カイパーベルト(かいぱーべると)
最終更新:2026/4/25
海王星軌道より外側、太陽系外縁部に存在する、多数の氷岩体からなるドーナツ状の領域である。
ポイント
カイパーベルトは、短周期彗星の起源地と考えられており、冥王星などの準惑星も含まれる。
概要
カイパーベルトは、太陽系外縁部に位置する広大な領域であり、海王星軌道(約30天文単位)の外側から、約50天文単位まで広がっていると考えられている。この領域には、氷と岩石を主成分とする無数の小天体が存在し、太陽系形成の残骸であると考えられている。
発見と命名
カイパーベルトの存在は、1950年にジェラルド・カイパーによって予測された。しかし、直接的な観測は1992年に発見された冥王星外天体(Pluto-Kuiper Belt Object, PKBO)1992 QB1によって初めて行われた。カイパーは、太陽系の初期に存在した物質が、惑星形成の過程で惑星に組み込まれなかった残骸が、この領域に集積したと考えた。そのため、この領域はカイパーにちなんで「カイパーベルト」と名付けられた。
構成要素
カイパーベルトには、冥王星やエリスなどの準惑星をはじめ、数千個もの小天体が存在すると推定されている。これらの小天体は、氷(水、メタン、アンモニアなど)と岩石を主成分としており、その大きさは数kmから数百kmに及ぶ。また、カイパーベルトには、彗星の母天体となる小天体も多数存在すると考えられている。
短周期彗星との関連
カイパーベルトは、公転周期が200年以下の短周期彗星の起源地と考えられている。カイパーベルトの小天体が、重力の影響を受けて軌道が変化し、太陽に近づくことで彗星となる。
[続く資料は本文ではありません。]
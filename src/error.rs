// src/error.rs
use arrow::error::ArrowError;
use parquet::errors::ParquetError;
use std::path::PathBuf;
use thiserror::Error;

/// Failures while reading the input file into a table.
#[derive(Debug, Error)]
pub enum LoadError {
    #[error("cannot open {path}: {source}")]
    Open {
        path: PathBuf,
        #[source]
        source: std::io::Error,
    },

    #[error("cannot parse {path}: {source}")]
    Parse {
        path: PathBuf,
        #[source]
        source: ArrowError,
    },

    #[error("key column `{column}` not found in {path}")]
    MissingKey { path: PathBuf, column: String },

    #[error("required column `{0}` is missing")]
    MissingColumn(String),

    #[error("column `{column}` has type {found}, expected {expected}")]
    ColumnType {
        column: String,
        expected: String,
        found: String,
    },

    #[error("row {0} has no customer id")]
    NullKey(usize),

    #[error("customer id `{0}` appears on more than one distinct row")]
    DuplicateKey(String),
}

/// Failures raised while running the feature pipeline.
#[derive(Debug, Error)]
pub enum PipelineError {
    #[error(transparent)]
    Load(#[from] LoadError),

    #[error("column `{column}`: code {code:?} for customer `{customer_id}` has no label")]
    UnmappedCategory {
        column: String,
        customer_id: String,
        code: Option<i64>,
    },

    #[error("divisor `{divisor}` is zero or missing for customer `{customer_id}`")]
    DivisionUndefined {
        divisor: String,
        customer_id: String,
    },

    #[error("column `{column}`: label {value:?} for customer `{customer_id}` is not yes/no")]
    UnknownLabel {
        column: String,
        customer_id: String,
        value: Option<String>,
    },

    #[error("arrow: {0}")]
    Arrow(#[from] ArrowError),
}

/// Failures while persisting a finished table.
#[derive(Debug, Error)]
pub enum OutputError {
    #[error("io error on {path}: {source}")]
    Io {
        path: PathBuf,
        #[source]
        source: std::io::Error,
    },

    #[error("arrow: {0}")]
    Arrow(#[from] ArrowError),

    #[error("parquet: {0}")]
    Parquet(#[from] ParquetError),
}

#[derive(Debug, Error)]
pub enum ConfigError {
    #[error("cannot read config {path}: {source}")]
    Read {
        path: PathBuf,
        #[source]
        source: std::io::Error,
    },

    #[error("invalid config {path}: {source}")]
    Parse {
        path: PathBuf,
        #[source]
        source: serde_yaml::Error,
    },
}

pub type Result<T, E = PipelineError> = std::result::Result<T, E>;
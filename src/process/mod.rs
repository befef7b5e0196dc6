// src/process/mod.rs
//! Column-level steps of the feature pipeline. Each step takes a table by
//! reference and returns a new one.

pub mod categorical;
pub mod dedup;
pub mod delinquency;
pub mod load;
pub mod nulls;
pub mod ratio;
pub mod target;

pub use categorical::{recode_column, CategoryMap, RecodeCounts, Recoded};
pub use dedup::{deduplicate, ensure_unique_key};
pub use delinquency::total_months_delinquent;
pub use load::{load_table, require_columns};
pub use nulls::drop_null_rows;
pub use ratio::RatioTransform;
pub use target::recode_target;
ハレー彗星も、カイパーベルト起源の彗星の一つである可能性がある。
研究の現状
カイパーベルトの研究は、太陽系の起源と進化を解明するための重要な手がかりを提供している。近年、観測技術の進歩により、カイパーベルトの小天体の発見数が増加しており、その組成や分布に関する詳細なデータが得られるようになっている。これらのデータは、太陽系形成の理論を検証し、より正確なモデルを構築するために役立てられている。